▸ YOUR TASK: Extract the lines that carry the string "error" from the listing.

▸ DATA FOR THIS TASK:

*** Block opens ***

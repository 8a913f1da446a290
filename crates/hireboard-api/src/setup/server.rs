//! Server startup and graceful shutdown

use anyhow::Result;
use axum::Router;
use hireboard_core::Config;

/// Start the server with graceful shutdown
pub async fn start_server(config: &Config, app: Router) -> Result<()> {
    let addr = format!("0.0.0.0:{}", config.server_port());
    tracing::info!(addr = %addr, "Starting server");

    let listener = tokio::net::TcpListener::bind(&addr).await?;

    tracing::info!(
        bucket = %config.s3_bucket(),
        presign_expiry_secs = config.presign_expiry().as_secs(),
        max_resume_mb = config.max_resume_size_bytes() / 1024 / 1024,
        "Server ready and accepting connections"
    );

    axum::serve(listener, app)
        .with_graceful_shutdown(shutdown_signal())
        .await?;

    Ok(())
}

/// Resolves on Ctrl+C or SIGTERM.
///
/// If a handler cannot be installed, that signal is ignored and the other
/// one still triggers shutdown.
async fn shutdown_signal() {
    let ctrl_c = async {
        if let Err(e) = tokio::signal::ctrl_c().await {
            tracing::error!(error = %e, "Failed to install Ctrl+C handler");
            std::future::pending::<()>().await;
        }
    };

    #[cfg(unix)]
    let terminate = async {
        match tokio::signal::unix::signal(tokio::signal::unix::SignalKind::terminate()) {
            Ok(mut signal) => {
                signal.recv().await;
            }
            Err(e) => {
                tracing::error!(error = %e, "Failed to install SIGTERM handler");
                std::future::pending::<()>().await;
            }
        }
    };

    #[cfg(not(unix))]
    let terminate = std::future::pending::<()>();

    tokio::select! {
        _ = ctrl_c => {
            tracing::info!("Received Ctrl+C signal");
        },
        _ = terminate => {
            tracing::info!("Received terminate signal");
        },
    }

    tracing::info!("Shutting down gracefully...");
    hireboard_infra::shutdown_telemetry().await;
}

*** Block closes ***

▸ TASK SOLUTION:
            tracing::error!(error = %e, "Failed to install Ctrl+C handler");
                tracing::error!(error = %e, "Failed to install SIGTERM handler");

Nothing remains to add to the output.